Dataset entries:

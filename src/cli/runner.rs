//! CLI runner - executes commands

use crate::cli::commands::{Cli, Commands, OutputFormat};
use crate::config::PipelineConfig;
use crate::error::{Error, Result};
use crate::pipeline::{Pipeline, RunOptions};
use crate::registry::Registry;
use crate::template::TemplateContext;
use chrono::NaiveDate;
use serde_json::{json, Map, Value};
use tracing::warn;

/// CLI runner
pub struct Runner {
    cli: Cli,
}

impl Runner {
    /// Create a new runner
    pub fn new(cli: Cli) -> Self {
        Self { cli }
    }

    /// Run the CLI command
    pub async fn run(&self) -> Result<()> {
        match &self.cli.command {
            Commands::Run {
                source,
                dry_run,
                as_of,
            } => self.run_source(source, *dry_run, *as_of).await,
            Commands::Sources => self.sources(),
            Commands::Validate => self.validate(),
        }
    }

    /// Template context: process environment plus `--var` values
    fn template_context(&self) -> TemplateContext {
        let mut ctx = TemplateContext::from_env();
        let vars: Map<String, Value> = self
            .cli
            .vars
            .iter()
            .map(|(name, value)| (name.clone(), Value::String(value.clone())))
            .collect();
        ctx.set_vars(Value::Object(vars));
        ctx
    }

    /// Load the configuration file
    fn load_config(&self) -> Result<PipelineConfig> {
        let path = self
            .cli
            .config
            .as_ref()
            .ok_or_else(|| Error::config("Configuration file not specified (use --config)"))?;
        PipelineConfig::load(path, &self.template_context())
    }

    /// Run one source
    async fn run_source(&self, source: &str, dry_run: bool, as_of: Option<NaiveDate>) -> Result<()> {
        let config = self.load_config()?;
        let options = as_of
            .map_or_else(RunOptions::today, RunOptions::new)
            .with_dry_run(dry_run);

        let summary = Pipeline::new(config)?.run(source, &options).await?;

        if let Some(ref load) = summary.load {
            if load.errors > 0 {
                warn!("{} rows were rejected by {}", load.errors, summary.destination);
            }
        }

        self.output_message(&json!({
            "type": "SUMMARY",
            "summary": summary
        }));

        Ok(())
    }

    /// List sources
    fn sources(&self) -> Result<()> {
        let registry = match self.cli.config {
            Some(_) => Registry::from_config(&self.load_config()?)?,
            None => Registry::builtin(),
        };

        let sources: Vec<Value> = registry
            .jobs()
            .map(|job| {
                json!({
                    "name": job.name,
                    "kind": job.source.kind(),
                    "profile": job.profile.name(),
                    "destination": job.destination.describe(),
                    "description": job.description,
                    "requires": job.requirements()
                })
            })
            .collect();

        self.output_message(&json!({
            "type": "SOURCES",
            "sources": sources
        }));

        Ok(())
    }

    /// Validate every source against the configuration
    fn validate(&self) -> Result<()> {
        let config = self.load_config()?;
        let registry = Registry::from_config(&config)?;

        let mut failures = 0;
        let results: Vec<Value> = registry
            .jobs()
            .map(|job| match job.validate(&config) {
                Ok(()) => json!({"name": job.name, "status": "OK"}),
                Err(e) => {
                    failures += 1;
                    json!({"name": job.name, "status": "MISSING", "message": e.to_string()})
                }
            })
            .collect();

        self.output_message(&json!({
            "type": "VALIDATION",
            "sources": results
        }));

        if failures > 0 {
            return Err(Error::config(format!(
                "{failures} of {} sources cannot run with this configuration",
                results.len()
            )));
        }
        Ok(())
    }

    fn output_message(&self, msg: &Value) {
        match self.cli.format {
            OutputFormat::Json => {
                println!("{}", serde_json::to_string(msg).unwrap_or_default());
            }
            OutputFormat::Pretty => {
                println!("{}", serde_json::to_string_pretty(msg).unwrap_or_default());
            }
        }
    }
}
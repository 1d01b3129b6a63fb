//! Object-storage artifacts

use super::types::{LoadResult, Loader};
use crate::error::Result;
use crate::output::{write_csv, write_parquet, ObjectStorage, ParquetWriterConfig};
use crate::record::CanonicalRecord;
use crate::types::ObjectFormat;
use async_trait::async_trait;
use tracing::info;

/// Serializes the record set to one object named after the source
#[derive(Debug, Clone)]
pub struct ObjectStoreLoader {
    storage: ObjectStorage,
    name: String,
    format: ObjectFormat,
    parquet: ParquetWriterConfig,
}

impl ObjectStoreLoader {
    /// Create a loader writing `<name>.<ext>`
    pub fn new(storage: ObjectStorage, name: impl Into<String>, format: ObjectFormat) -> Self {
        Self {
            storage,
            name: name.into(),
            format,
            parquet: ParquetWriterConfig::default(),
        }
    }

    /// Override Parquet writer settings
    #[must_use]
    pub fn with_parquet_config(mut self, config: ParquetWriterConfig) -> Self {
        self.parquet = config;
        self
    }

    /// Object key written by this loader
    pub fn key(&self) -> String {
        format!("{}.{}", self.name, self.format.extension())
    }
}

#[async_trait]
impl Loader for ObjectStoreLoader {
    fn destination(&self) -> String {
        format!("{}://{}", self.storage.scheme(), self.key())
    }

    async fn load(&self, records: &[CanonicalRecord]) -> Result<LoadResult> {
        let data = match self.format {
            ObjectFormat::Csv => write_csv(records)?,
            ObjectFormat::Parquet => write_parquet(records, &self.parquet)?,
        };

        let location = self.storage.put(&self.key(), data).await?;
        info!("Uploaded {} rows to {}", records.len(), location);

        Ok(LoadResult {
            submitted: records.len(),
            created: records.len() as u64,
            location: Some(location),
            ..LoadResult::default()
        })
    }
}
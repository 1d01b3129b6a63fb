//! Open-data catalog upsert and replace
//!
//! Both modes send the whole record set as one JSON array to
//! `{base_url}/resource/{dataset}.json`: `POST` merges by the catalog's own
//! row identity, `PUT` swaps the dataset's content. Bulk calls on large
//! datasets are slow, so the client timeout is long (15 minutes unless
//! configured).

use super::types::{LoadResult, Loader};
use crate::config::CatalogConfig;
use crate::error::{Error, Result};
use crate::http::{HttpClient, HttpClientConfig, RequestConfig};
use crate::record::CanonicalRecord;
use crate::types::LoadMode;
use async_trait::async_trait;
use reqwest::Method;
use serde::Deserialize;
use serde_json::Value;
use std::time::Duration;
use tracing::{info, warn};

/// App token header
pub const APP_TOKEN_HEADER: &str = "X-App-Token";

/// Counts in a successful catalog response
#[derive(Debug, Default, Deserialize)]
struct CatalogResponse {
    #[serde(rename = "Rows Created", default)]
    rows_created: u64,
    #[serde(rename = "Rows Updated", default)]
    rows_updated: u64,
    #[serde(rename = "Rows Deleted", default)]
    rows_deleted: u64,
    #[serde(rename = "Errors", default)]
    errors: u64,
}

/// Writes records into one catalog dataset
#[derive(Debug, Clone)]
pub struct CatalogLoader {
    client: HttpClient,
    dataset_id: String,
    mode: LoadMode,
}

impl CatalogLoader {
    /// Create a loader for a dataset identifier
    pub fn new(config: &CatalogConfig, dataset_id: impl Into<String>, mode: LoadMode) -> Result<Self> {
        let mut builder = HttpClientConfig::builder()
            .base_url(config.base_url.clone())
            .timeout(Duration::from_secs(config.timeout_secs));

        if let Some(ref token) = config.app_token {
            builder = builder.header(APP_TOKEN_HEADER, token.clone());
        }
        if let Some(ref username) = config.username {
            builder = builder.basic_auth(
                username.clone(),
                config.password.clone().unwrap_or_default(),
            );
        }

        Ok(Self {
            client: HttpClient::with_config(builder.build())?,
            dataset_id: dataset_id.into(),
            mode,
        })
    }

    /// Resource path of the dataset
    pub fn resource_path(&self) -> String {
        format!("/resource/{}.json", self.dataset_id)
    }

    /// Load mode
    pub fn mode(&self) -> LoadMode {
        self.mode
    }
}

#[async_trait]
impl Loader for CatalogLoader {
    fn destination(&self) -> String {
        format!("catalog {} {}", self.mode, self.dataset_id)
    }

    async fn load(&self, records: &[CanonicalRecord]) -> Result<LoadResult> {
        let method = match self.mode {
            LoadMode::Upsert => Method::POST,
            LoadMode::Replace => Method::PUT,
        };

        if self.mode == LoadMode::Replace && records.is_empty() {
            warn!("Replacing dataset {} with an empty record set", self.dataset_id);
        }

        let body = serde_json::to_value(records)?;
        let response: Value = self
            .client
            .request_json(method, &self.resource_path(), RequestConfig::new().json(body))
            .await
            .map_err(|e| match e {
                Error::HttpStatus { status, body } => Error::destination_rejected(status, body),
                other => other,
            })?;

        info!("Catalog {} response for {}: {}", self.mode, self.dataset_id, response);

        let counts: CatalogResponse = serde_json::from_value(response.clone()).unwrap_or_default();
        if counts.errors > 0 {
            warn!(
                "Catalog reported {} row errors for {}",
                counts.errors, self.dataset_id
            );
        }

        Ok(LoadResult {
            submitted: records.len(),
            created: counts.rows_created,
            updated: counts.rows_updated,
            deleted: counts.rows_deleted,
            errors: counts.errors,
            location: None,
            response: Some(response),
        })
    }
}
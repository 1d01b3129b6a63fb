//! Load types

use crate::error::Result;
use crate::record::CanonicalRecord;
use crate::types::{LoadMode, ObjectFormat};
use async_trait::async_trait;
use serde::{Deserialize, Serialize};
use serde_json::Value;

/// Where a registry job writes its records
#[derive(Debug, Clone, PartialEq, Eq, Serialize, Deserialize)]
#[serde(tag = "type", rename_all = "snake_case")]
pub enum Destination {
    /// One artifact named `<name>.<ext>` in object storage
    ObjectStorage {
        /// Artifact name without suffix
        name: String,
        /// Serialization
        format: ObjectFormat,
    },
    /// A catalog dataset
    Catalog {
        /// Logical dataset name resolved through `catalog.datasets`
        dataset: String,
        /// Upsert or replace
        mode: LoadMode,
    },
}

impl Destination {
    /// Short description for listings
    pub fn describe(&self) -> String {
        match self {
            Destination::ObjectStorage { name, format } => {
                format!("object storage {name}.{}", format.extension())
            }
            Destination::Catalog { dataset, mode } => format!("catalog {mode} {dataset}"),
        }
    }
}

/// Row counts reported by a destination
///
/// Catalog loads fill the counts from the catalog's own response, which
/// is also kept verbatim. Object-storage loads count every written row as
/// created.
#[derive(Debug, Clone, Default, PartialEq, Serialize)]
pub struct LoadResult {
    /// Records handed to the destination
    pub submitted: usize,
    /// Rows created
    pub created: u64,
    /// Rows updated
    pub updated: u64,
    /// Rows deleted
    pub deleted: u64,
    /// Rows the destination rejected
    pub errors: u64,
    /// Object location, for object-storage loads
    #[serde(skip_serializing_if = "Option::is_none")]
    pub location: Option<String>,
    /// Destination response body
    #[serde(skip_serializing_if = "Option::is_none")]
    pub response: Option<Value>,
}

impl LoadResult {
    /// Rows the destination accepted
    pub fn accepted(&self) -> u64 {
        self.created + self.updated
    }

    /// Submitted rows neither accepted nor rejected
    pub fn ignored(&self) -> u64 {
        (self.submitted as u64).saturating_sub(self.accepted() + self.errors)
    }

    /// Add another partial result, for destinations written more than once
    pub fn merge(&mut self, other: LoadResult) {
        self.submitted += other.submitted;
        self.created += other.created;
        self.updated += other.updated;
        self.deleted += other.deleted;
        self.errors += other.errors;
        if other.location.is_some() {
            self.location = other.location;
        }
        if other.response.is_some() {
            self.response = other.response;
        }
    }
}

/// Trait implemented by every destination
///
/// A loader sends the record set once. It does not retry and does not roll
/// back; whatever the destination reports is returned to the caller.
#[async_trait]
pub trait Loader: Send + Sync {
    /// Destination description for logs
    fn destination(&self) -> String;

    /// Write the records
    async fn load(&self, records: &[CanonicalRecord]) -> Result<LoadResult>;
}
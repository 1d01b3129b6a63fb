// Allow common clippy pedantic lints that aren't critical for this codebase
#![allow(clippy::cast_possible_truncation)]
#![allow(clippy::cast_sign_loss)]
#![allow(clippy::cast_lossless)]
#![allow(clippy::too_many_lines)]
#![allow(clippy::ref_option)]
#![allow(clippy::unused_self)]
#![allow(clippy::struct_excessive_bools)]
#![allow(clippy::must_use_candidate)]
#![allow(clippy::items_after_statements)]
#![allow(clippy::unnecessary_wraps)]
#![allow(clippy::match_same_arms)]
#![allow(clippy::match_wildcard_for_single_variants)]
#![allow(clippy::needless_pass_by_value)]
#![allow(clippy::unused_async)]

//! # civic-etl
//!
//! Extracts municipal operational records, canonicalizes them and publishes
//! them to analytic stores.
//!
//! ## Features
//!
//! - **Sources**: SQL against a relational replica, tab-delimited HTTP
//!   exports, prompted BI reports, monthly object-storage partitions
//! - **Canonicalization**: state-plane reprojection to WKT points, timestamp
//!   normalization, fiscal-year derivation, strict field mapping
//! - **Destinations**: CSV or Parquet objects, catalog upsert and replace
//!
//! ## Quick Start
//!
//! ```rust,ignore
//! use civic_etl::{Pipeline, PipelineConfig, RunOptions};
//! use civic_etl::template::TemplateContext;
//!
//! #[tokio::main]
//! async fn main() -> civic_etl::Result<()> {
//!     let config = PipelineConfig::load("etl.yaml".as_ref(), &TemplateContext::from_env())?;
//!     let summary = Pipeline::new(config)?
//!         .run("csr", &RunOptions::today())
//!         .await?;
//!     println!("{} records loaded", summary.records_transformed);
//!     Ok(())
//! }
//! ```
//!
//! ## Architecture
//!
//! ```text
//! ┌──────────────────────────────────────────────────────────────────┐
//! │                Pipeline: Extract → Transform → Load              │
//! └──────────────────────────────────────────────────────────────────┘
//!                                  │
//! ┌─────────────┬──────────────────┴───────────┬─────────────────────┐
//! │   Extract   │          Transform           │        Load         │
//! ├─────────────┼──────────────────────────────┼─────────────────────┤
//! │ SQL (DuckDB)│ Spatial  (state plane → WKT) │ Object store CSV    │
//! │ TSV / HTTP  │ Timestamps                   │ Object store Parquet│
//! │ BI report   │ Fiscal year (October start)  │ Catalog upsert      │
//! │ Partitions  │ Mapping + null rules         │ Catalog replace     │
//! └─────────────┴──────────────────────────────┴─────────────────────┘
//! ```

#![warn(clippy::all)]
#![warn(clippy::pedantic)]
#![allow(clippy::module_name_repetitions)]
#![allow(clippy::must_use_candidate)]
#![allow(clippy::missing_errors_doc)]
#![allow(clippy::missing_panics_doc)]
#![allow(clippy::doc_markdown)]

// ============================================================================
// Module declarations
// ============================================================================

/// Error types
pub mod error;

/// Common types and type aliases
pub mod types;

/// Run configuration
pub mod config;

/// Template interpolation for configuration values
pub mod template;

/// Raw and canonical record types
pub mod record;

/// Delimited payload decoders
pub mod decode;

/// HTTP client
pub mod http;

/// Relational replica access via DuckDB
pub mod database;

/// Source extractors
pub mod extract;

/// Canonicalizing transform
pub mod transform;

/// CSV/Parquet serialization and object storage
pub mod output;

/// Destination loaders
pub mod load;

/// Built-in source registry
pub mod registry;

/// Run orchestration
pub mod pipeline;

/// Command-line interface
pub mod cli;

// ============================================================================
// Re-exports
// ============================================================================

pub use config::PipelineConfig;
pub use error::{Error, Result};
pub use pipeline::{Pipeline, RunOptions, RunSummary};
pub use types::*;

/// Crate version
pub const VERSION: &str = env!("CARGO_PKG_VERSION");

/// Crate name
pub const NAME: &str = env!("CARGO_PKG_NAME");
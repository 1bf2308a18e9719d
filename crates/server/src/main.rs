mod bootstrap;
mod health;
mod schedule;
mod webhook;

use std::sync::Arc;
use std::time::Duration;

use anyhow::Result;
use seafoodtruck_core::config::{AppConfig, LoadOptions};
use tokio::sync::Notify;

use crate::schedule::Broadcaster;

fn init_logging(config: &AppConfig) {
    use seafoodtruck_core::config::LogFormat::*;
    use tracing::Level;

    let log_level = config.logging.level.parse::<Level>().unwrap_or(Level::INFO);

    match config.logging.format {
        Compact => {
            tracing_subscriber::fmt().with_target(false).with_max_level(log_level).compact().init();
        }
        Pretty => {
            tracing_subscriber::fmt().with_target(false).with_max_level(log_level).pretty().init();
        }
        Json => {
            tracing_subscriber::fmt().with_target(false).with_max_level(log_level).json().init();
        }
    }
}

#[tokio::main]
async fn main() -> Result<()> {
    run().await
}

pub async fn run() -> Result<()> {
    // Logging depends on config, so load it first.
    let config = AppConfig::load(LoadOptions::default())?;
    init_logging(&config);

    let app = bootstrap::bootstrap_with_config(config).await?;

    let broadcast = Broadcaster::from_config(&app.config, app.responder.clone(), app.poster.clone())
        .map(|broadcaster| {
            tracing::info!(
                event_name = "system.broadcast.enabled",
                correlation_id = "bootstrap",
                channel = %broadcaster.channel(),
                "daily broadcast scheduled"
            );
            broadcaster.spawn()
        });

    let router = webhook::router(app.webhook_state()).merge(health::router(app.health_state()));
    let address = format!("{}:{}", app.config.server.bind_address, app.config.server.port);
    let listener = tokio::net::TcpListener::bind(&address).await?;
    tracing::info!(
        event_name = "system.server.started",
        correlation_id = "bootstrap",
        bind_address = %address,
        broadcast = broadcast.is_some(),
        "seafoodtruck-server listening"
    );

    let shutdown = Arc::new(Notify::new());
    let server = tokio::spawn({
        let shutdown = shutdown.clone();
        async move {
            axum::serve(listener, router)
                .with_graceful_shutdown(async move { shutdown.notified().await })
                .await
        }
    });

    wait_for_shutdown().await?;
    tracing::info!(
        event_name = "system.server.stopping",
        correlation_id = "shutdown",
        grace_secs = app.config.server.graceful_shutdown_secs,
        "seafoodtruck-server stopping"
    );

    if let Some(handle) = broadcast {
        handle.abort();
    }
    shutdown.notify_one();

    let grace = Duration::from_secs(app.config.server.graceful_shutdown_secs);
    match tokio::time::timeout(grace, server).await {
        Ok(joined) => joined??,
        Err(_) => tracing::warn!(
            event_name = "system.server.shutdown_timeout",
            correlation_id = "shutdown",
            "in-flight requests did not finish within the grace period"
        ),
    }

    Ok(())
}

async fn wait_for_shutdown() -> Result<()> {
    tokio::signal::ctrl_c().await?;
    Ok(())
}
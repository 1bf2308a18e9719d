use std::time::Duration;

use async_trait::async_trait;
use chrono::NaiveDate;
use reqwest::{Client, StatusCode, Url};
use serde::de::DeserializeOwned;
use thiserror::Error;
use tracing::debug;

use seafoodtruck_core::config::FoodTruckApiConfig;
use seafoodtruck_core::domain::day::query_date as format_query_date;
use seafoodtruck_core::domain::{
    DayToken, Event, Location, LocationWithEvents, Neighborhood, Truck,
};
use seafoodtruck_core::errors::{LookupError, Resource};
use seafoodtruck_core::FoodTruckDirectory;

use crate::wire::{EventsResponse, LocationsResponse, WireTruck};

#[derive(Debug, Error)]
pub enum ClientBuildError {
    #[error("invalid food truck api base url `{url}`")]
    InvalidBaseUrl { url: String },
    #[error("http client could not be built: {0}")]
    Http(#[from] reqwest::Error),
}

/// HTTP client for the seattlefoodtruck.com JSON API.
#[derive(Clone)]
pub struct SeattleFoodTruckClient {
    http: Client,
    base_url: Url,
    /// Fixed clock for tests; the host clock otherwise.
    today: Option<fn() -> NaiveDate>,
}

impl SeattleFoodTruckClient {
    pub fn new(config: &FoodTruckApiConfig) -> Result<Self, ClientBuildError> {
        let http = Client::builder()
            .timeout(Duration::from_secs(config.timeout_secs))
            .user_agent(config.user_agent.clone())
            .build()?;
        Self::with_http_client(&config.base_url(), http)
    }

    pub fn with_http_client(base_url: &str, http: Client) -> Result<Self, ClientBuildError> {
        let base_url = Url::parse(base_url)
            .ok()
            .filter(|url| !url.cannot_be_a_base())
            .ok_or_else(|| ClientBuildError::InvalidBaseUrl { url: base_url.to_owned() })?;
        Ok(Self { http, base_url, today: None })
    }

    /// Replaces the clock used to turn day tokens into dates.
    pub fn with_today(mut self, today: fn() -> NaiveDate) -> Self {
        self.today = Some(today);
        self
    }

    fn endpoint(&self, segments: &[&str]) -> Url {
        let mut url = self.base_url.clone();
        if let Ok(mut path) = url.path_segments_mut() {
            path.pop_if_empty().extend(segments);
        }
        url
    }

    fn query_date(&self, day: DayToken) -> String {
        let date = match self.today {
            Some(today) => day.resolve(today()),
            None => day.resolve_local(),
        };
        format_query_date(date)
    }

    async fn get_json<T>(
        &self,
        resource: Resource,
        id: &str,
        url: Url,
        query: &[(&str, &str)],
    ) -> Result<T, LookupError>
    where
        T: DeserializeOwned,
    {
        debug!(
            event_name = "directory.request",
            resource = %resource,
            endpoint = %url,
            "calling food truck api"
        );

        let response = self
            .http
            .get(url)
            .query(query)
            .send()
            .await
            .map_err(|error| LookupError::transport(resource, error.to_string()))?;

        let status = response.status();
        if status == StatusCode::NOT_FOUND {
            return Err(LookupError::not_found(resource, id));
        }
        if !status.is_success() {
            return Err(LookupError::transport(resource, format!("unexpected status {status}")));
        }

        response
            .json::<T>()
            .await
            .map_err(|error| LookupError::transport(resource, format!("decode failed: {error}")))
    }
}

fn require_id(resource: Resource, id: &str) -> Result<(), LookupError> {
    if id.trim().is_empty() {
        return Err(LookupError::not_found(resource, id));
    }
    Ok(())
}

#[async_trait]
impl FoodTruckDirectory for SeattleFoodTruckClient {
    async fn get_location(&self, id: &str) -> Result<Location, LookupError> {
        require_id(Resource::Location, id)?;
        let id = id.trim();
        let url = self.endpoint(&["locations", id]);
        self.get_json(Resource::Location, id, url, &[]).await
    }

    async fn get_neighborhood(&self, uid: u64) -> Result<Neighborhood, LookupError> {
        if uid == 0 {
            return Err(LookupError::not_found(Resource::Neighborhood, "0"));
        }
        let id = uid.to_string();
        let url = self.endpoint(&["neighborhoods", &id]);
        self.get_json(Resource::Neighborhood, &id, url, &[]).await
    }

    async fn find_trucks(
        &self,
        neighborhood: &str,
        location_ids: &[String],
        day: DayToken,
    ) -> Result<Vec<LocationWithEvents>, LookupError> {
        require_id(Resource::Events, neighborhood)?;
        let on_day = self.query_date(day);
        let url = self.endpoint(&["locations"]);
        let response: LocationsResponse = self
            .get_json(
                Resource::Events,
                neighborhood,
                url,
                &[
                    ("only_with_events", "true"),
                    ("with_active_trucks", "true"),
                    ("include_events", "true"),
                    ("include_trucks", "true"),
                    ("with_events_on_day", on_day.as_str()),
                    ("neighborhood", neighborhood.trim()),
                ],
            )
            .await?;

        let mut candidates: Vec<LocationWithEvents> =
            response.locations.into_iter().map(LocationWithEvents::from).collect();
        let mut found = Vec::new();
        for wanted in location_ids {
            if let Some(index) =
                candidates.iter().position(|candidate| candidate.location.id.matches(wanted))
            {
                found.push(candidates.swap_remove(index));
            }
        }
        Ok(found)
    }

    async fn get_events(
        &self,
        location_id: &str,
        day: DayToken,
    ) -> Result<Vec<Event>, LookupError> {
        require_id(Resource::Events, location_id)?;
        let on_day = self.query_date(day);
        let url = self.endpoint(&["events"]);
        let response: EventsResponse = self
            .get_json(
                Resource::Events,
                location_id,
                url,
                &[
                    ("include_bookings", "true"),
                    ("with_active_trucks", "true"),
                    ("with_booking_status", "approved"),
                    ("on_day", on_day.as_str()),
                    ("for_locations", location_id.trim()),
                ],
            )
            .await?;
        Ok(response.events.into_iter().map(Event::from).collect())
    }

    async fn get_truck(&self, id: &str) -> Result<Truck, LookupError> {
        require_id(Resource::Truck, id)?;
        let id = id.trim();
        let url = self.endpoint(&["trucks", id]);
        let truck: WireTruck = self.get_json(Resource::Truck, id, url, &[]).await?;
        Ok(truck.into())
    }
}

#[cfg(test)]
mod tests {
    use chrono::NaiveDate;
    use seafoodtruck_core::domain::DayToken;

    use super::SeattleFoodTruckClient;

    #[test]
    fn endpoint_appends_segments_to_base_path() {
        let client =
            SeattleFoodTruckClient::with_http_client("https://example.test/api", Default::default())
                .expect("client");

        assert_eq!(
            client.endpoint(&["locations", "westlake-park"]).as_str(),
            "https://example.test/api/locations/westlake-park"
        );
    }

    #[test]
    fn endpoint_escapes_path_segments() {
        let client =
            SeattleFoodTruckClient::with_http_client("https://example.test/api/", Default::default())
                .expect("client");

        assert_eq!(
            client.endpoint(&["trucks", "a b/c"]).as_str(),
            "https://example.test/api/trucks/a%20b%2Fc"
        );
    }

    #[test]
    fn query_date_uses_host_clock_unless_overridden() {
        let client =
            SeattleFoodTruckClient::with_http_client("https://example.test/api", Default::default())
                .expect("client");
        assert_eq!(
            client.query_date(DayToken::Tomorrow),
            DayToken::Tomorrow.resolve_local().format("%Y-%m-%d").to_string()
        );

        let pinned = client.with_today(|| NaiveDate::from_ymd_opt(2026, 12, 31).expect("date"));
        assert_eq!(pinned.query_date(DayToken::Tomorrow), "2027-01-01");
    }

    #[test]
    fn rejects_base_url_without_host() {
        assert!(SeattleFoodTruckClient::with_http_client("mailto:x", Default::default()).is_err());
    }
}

Work to complete: Note each line of the material holding "DuckDB" and copy it out.

Exercise solution:
//! │ SQL (DuckDB)│ Spatial  (state plane → WKT) │ Object store CSV    │
/// Relational replica access via DuckDB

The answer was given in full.